_WORK TO BE COMPLETED_.
Provide only the number of lines in the records below that contain "DashboardSelection".

_DATA IN THIS EXERCISE_.
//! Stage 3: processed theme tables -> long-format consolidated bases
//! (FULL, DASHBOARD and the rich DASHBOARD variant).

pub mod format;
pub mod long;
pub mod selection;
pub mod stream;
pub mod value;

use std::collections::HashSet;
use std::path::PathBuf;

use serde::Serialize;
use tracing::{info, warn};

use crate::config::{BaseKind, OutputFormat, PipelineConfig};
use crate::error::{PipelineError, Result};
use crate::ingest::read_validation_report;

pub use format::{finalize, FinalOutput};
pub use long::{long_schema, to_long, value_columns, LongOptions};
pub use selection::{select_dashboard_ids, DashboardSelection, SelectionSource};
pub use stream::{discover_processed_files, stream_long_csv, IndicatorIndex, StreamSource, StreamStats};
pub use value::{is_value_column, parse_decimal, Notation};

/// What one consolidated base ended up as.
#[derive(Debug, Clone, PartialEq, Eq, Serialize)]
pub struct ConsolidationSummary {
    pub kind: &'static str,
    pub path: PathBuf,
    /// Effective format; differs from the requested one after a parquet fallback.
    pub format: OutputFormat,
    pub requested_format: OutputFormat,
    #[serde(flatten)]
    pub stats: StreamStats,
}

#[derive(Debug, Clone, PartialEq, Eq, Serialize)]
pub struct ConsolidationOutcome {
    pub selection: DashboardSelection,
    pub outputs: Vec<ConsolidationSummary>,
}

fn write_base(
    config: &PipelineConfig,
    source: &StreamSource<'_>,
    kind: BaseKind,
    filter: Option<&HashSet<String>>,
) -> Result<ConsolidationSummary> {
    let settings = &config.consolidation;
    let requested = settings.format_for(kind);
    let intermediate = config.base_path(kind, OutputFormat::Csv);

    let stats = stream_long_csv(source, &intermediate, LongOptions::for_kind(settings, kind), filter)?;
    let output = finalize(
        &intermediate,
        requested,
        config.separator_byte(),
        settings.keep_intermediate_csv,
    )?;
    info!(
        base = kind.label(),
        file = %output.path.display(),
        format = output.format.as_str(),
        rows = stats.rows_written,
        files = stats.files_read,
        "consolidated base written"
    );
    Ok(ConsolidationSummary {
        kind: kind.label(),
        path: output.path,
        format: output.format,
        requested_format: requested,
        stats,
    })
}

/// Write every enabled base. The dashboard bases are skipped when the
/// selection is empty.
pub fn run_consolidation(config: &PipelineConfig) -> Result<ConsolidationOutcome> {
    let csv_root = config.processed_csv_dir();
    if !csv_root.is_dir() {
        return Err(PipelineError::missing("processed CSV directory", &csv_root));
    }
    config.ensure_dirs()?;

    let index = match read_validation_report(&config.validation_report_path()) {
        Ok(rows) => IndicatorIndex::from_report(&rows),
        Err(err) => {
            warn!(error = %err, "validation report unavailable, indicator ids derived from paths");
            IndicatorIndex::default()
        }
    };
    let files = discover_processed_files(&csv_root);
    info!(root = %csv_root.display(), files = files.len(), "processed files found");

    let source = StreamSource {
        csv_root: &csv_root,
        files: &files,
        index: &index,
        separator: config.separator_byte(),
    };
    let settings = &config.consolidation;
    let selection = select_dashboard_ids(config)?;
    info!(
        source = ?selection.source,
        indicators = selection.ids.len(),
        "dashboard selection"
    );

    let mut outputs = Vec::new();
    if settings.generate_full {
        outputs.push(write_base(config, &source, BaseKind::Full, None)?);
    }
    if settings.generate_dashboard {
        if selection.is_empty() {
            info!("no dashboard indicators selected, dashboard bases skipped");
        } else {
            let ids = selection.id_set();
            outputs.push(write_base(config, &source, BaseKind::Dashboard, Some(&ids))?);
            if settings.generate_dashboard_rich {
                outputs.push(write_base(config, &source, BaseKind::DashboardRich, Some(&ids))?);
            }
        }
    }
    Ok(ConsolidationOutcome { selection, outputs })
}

_OUTPUT OF THE TASK_.
2